START Stored data

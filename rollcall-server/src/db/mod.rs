//! Database access layer for rollcall-server
//!
//! One module per table. Functions take the pool (or a connection when they
//! must run inside a caller's transaction) so storage is always injected.

pub mod attendance;
pub mod classes;
pub mod notifications;
pub mod students;
pub mod users;

pub use rollcall_common::db::init::{init_database, init_memory_database};
//! Manual attendance and per-class/per-student views

use axum::{
    extract::State,
    http::StatusCode,
    routing::{get, post},
    Json, Router,
};
use rollcall_common::db::{AttendanceRecord, AttendanceStatus};
use rollcall_common::time::{now, parse_day};
use serde::Deserialize;

use crate::api::caller::Caller;
use crate::api::extract::{ApiJson, ApiPath};
use crate::db::attendance::{self, ClassAttendanceEntry};
use crate::db::classes;
use crate::services::attendance_writer::{mark_manual, ManualMark};
use crate::services::statistics::{student_stats, AttendanceStats};
use crate::{ApiError, ApiResult, AppState};

#[derive(Debug, Deserialize)]
#[serde(rename_all = "camelCase")]
pub struct ManualMarkRequest {
    pub student_id: i64,
    pub class_id: i64,
    pub status: AttendanceStatus,
    #[serde(default)]
    pub notes: Option<String>,
}

/// POST /api/attendance
pub async fn create_attendance(
    State(state): State<AppState>,
    caller: Caller,
    ApiJson(request): ApiJson<ManualMarkRequest>,
) -> ApiResult<(StatusCode, Json<AttendanceRecord>)> {
    let mark = ManualMark {
        student_id: request.student_id,
        class_id: request.class_id,
        status: request.status,
        notes: request.notes.filter(|notes| !notes.trim().is_empty()),
        marked_by: caller.user_id(),
        marked_at: now(),
    };

    let record = mark_manual(&state.db, &mark).await?;
    Ok((StatusCode::CREATED, Json(record)))
}

/// GET /api/attendance/class/:class_id/date/:date
pub async fn class_attendance(
    State(state): State<AppState>,
    ApiPath((class_id, date)): ApiPath<(i64, String)>,
) -> ApiResult<Json<Vec<ClassAttendanceEntry>>> {
    let day = parse_day(&date)?;

    if classes::get_class(&state.db, class_id).await?.is_none() {
        return Err(ApiError::NotFound(format!("Class not found: {}", class_id)));
    }

    let entries = attendance::list_by_class_and_day(&state.db, class_id, day).await?;
    Ok(Json(entries))
}

/// GET /api/attendance/student/:student_id
pub async fn student_attendance(
    State(state): State<AppState>,
    ApiPath(student_id): ApiPath<i64>,
) -> ApiResult<Json<AttendanceStats>> {
    Ok(Json(student_stats(&state.db, student_id).await?))
}

pub fn attendance_routes() -> Router<AppState> {
    Router::new()
        .route("/api/attendance", post(create_attendance))
        .route("/api/attendance/class/:class_id/date/:date", get(class_attendance))
        .route("/api/attendance/student/:student_id", get(student_attendance))
}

END Stored data

Your answer should consist of each line of the data above in which the word "notes" occurs.

| Result of the task |
    pub notes: Option<String>,
        notes: request.notes.filter(|notes| !notes.trim().is_empty()),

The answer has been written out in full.